Student Researcher Is Heading to Asia for Year-Long Internship Via Luce Grant
Yale senior Blair Benham-Pyle of Davenport College, who helped to identify potential new sources of drugs to treat bacterial and parasitic infections from fungal organisms found in the Amazon rainforest, has been named a 2010-2011 Luce Fellow.
A major in molecular biophysics and biochemistry, Benham-Pyle was one of 18 students nationally chosen to win the award by the Henry Luce Foundation, which will allow her to pursue a year-long professional internship in Asia.
Benham-Pyle took part in a Yale-sponsored trip to the Amazon Rainforest in Ecuador in March 2008, as part of a class taught by Scott Strobel, the Henry Ford II Professor of Molecular Biophysics and Biochemistry and professor of chemistry.

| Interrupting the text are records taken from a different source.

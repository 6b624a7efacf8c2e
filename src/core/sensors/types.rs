use super::error::SensorError;

/// Result type returned by sensor readers and the IIO helpers.
pub type SensorResult<T> = std::result::Result<T, SensorError>;
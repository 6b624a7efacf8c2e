use std::{path::PathBuf, time::Duration};

use tracing::{debug, warn};

use super::{
    error::SensorError, iio::IioDevice, traits::SensorReader, types::SensorResult, Sample,
    SensorModel,
};
use crate::{config::sensor::SensorConfig, core::measurement::Measurement};

/// Driver names the kernel uses for DHT-family sensors.
const DRIVERS: &[&str] = &["dht11"];

/// DHT22 / AM2302 reader on top of the kernel `dht11` IIO driver
/// (`dtoverlay=dht11,gpiopin=N`).
///
/// The single-wire protocol is timing sensitive and the driver fails a good
/// share of reads with EIO or ETIMEDOUT. Each attempt re-reads only the
/// channels still missing; the sensor needs about two seconds between
/// conversions.
pub struct Dht22Reader {
    gpio: Option<u8>,
    device: Option<PathBuf>,
    root: PathBuf,
    retries: u32,
    delay: Duration,
}

impl Dht22Reader {
    pub fn new(gpio: Option<u8>, config: &SensorConfig) -> Self {
        Self {
            gpio,
            device: config.iio_device.clone(),
            root: config.iio_root.clone(),
            retries: config.retries.max(1),
            delay: Duration::from_millis(config.retry_delay_ms),
        }
    }

    async fn locate(&self) -> SensorResult<IioDevice> {
        match &self.device {
            Some(path) => IioDevice::open(path.clone()).await,
            None => {
                // The overlay names the node after the pin: dht11@<gpio in hex>.
                let unit = self.gpio.map(|pin| format!("{pin:x}"));
                IioDevice::discover(&self.root, DRIVERS, unit.as_deref()).await
            }
        }
    }

    fn channel(measurement: Measurement) -> &'static str {
        match measurement {
            Measurement::Humidity => "in_humidityrelative_input",
            _ => "in_temp_input",
        }
    }
}

#[async_trait::async_trait]
impl SensorReader for Dht22Reader {
    fn model(&self) -> SensorModel {
        SensorModel::Dht22
    }

    async fn read(&self) -> SensorResult<Sample> {
        let device = self.locate().await?;
        let expected = self.measurements();
        let mut sample = Sample::new();

        for attempt in 1..=self.retries {
            for measurement in sample.missing(expected) {
                match device.read_channel(Self::channel(measurement), -3).await {
                    Ok(value) => {
                        sample.insert(measurement, value);
                    }
                    Err(e) => debug!(attempt, %measurement, error = %e, "DHT22 read failed"),
                }
            }

            if sample.missing(expected).is_empty() {
                debug!(attempt, "DHT22 read complete");
                return Ok(sample);
            }
            if attempt < self.retries {
                tokio::time::sleep(self.delay).await;
            }
        }

        if sample.is_empty() {
            return Err(SensorError::NoData {
                attempts: self.retries,
            });
        }
        warn!(
            attempts = self.retries,
            missing = ?sample.missing(expected),
            "DHT22 returned a partial reading"
        );
        Ok(sample)
    }
}

#[cfg(test)]
mod tests {
    use std::fs;

    use super::*;

    fn config(root: &std::path::Path, retries: u32) -> SensorConfig {
        SensorConfig {
            iio_root: root.to_path_buf(),
            retries,
            retry_delay_ms: 0,
            ..Default::default()
        }
    }

    fn make_dht(root: &std::path::Path, node: &str) -> PathBuf {
        let dir = root.join("iio:device0");
        fs::create_dir_all(&dir).unwrap();
        fs::write(dir.join("name"), "dht11\n").unwrap();
        std::os::unix::fs::symlink(format!("/sys/firmware/devicetree/base/{node}"), dir.join("of_node"))
            .unwrap();
        dir
    }

    #[tokio::test]
    async fn test_reads_both_channels() {
        let root = tempfile::tempdir().unwrap();
        let dir = make_dht(root.path(), "dht11@11");
        fs::write(dir.join("in_temp_input"), "21049\n").unwrap();
        fs::write(dir.join("in_humidityrelative_input"), "55370\n").unwrap();

        // GPIO 17 is 0x11.
        let reader = Dht22Reader::new(Some(17), &config(root.path(), 3));
        let sample = reader.read().await.unwrap();
        assert_eq!(sample.get(Measurement::Temperature), Some(21.049));
        assert_eq!(sample.get(Measurement::Humidity), Some(55.37));
    }

    #[tokio::test]
    async fn test_partial_reading_after_retries() {
        let root = tempfile::tempdir().unwrap();
        let dir = make_dht(root.path(), "dht11@4");
        fs::write(dir.join("in_temp_input"), "19500\n").unwrap();

        let reader = Dht22Reader::new(Some(4), &config(root.path(), 2));
        let sample = reader.read().await.unwrap();
        assert_eq!(sample.get(Measurement::Temperature), Some(19.5));
        assert!(!sample.contains(Measurement::Humidity));
    }

    #[tokio::test]
    async fn test_no_data_after_retries() {
        let root = tempfile::tempdir().unwrap();
        make_dht(root.path(), "dht11@4");

        let reader = Dht22Reader::new(Some(4), &config(root.path(), 3));
        let err = reader.read().await.unwrap_err();
        assert!(matches!(err, SensorError::NoData { attempts: 3 }));
    }

    #[tokio::test]
    async fn test_explicit_device_skips_discovery() {
        let root = tempfile::tempdir().unwrap();
        let dir = make_dht(root.path(), "dht11@4");
        fs::write(dir.join("in_temp_input"), "-2300\n").unwrap();
        fs::write(dir.join("in_humidityrelative_input"), "81000\n").unwrap();

        let config = SensorConfig {
            iio_device: Some(dir),
            iio_root: root.path().join("unused"),
            ..config(root.path(), 1)
        };
        let reader = Dht22Reader::new(None, &config);
        let sample = reader.read().await.unwrap();
        assert_eq!(sample.get(Measurement::Temperature), Some(-2.3));
        assert_eq!(sample.len(), 2);
    }
}
//! `rumqttc` implementation of [`Transport`].
//!
//! `MqttTransport` owns the `AsyncClient` and, while no flush loop is
//! running, the `EventLoop`. Starting the loop moves the event loop into a
//! spawned task. Stopping it cancels the task and takes the event loop back,
//! so that `disconnect` can drive the final DISCONNECT itself.
//!
//! ```text
//!            connect()                start_loop()
//!   [idle] ───────────> [connected] ──────────────> [flushing]
//!                           ^                           │
//!                           └──── stop_loop() ──────────┘
//!                           │
//!                      disconnect()
//!                           v
//!                       [closed]
//! ```

use std::time::Duration;

use async_trait::async_trait;
use rumqttc::{AsyncClient, ConnectReturnCode, Event, EventLoop, Outgoing, Packet, QoS};
use tokio::task::JoinHandle;
use tokio_util::sync::CancellationToken;
use tracing::{debug, error, info, trace, warn};

use super::{
    client::ClientBuilder,
    config::BrokerConfig,
    status::{BrokerStatus, MqttStatus},
    transport::{PublishOutcome, Transport},
};

/// A running flush loop: the task polls the event loop until cancelled and
/// then hands it back together with the first connection error it saw.
struct FlushTask {
    cancel: CancellationToken,
    handle: JoinHandle<(EventLoop, Option<BrokerStatus>)>,
}

/// MQTT session for one publish run.
pub struct MqttTransport {
    /// Request side of the session
    client: AsyncClient,

    /// Network side, `None` while the flush loop owns it
    event_loop: Option<EventLoop>,

    /// Background loop, if started
    flush: Option<FlushTask>,

    /// Connection lost while the flush loop was running
    failure: Option<BrokerStatus>,

    /// Bound for CONNACK and for flushing DISCONNECT
    timeout: Duration,

    connected: bool,
}

impl MqttTransport {
    /// Builds the client from broker settings. No network activity happens
    /// until [`Transport::connect`].
    ///
    /// # Errors
    ///
    /// Returns `TransferError` when the settings are invalid.
    pub fn new(config: &BrokerConfig) -> crate::Result<Self> {
        let (client, event_loop) = ClientBuilder::from_config(config)?.build()?;

        debug!(
            host = %config.host,
            port = config.port,
            client_id = %config.client_id,
            "MQTT client created"
        );

        Ok(Self {
            client,
            event_loop: Some(event_loop),
            flush: None,
            failure: None,
            timeout: Duration::from_secs(config.connect_timeout),
            connected: false,
        })
    }

    pub fn is_connected(&self) -> bool {
        self.connected
    }

    fn is_valid_topic(topic: &str) -> bool {
        !topic.is_empty() && topic.len() <= usize::from(u16::MAX) && !topic.contains(['+', '#'])
    }
}

#[async_trait]
impl Transport for MqttTransport {
    async fn connect(&mut self) -> Result<(), BrokerStatus> {
        if self.connected {
            return Ok(());
        }
        let Some(event_loop) = self.event_loop.as_mut() else {
            return Err(BrokerStatus::with_detail(
                MqttStatus::InvalidArgument,
                "event loop is owned by the flush loop",
            ));
        };

        let handshake = async {
            loop {
                match event_loop.poll().await {
                    Ok(Event::Incoming(Packet::ConnAck(ack))) => {
                        return if ack.code == ConnectReturnCode::Success {
                            Ok(())
                        } else {
                            Err(BrokerStatus::from_connect_code(ack.code))
                        };
                    }
                    Ok(event) => trace!(?event, "Event before CONNACK"),
                    Err(e) => return Err(BrokerStatus::from_connection_error(&e)),
                }
            }
        };

        match tokio::time::timeout(self.timeout, handshake).await {
            Ok(Ok(())) => {
                self.connected = true;
                info!("Connected to MQTT broker");
                Ok(())
            }
            Ok(Err(status)) => {
                warn!(code = status.code, reason = %status.message, "Broker connection failed");
                Err(status)
            }
            Err(_) => {
                let status = BrokerStatus::with_detail(
                    MqttStatus::NotConnected,
                    format!("no CONNACK within {}s", self.timeout.as_secs()),
                );
                warn!(code = status.code, reason = %status.message, "Broker connection timed out");
                Err(status)
            }
        }
    }

    fn start_loop(&mut self) {
        if self.flush.is_some() {
            return;
        }
        let Some(mut event_loop) = self.event_loop.take() else {
            warn!("No event loop available, flush loop not started");
            return;
        };

        let cancel = CancellationToken::new();
        let token = cancel.clone();
        let handle = tokio::spawn(async move {
            let mut failure = None;
            loop {
                tokio::select! {
                    _ = token.cancelled() => break,
                    event = event_loop.poll() => match event {
                        Ok(event) => trace!(?event, "Flush loop event"),
                        Err(e) => {
                            warn!(error = %e, "Connection error in flush loop");
                            failure = Some(BrokerStatus::with_detail(MqttStatus::ConnectionLost, e));
                            // Polling again would reconnect.
                            token.cancelled().await;
                            break;
                        }
                    }
                }
            }
            (event_loop, failure)
        });

        self.flush = Some(FlushTask { cancel, handle });
    }

    async fn stop_loop(&mut self) {
        let Some(task) = self.flush.take() else {
            return;
        };
        task.cancel.cancel();

        match task.handle.await {
            Ok((event_loop, failure)) => {
                self.event_loop = Some(event_loop);
                if failure.is_some() {
                    self.failure = failure;
                }
            }
            Err(e) => {
                error!(error = %e, "Flush loop task failed");
                self.failure = Some(BrokerStatus::with_detail(MqttStatus::Unknown, e));
            }
        }
    }

    fn abort_loop(&mut self) {
        if let Some(task) = self.flush.take() {
            task.cancel.cancel();
            task.handle.abort();
            debug!("Flush loop task aborted");
        }
    }

    async fn publish(&mut self, topic: &str, payload: &str) -> PublishOutcome {
        if !Self::is_valid_topic(topic) {
            return PublishOutcome::Rejected(BrokerStatus::with_detail(
                MqttStatus::InvalidArgument,
                format!("invalid topic {topic:?}"),
            ));
        }
        if !self.connected {
            return PublishOutcome::Rejected(MqttStatus::NotConnected.into());
        }

        match self
            .client
            .publish(topic, QoS::AtMostOnce, false, payload.as_bytes().to_vec())
            .await
        {
            Ok(()) => {
                debug!(topic, payload, "Publish queued");
                PublishOutcome::Accepted
            }
            Err(e) => PublishOutcome::Rejected(BrokerStatus::from_client_error(&e)),
        }
    }

    async fn disconnect(&mut self) -> BrokerStatus {
        self.stop_loop().await;

        if !self.connected {
            return MqttStatus::NotConnected.into();
        }
        self.connected = false;

        if let Some(status) = self.failure.take() {
            return status;
        }
        let Some(event_loop) = self.event_loop.as_mut() else {
            return BrokerStatus::with_detail(MqttStatus::ConnectionLost, "event loop unavailable");
        };

        if let Err(e) = self.client.disconnect().await {
            return BrokerStatus::from_client_error(&e);
        }

        // Queued publishes are written ahead of the DISCONNECT request.
        let drain = async {
            loop {
                match event_loop.poll().await {
                    Ok(Event::Outgoing(Outgoing::Disconnect)) => return BrokerStatus::success(),
                    Ok(event) => trace!(?event, "Event while disconnecting"),
                    Err(e) => return BrokerStatus::from_connection_error(&e),
                }
            }
        };

        match tokio::time::timeout(self.timeout, drain).await {
            Ok(status) => {
                if status.is_success() {
                    info!("Disconnected from MQTT broker");
                }
                status
            }
            Err(_) => BrokerStatus::with_detail(
                MqttStatus::ConnectionLost,
                format!("DISCONNECT not written within {}s", self.timeout.as_secs()),
            ),
        }
    }
}

impl Drop for MqttTransport {
    fn drop(&mut self) {
        self.abort_loop();
    }
}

During the annual Rainforest Expedition students search for novel fungal and bacterial endophytes in plants and analyze them for bioactivity. Benham-Pyle — working in the labs of Strobel and Michael Cappello, professor of pediatrics, microbial pathogenesis and epidemiology and public health - discovered that one of the endophytes she helped isolate and analyze was active against drug-resistant strains of the Staphylococcus aureus bacteria. She also found molecules that combat Ancylostoma ceylanicum, a laboratory strain of Hookworm Disease which afflicts hundreds of millions of people worldwide.
Outside of the laboratory, Benham-Pyle is an outside-hitter for the Yale Women’s Club Volleyball team, a co-director and co-founder of the Bioethics Society at Yale, and a freshmen counselor to the Yale Class of 2013. She has also served as a staff photographer for the Yale Daily News. She hails from Wood, Minnesota.
Launched in 1974 by the Henry Luce Foundation, the Luce Scholars Program awards grants to highly qualified young Americans in a variety of professional fields. Its goal is to introduce Asia to future American leaders, who might not otherwise have the opportunity to visit.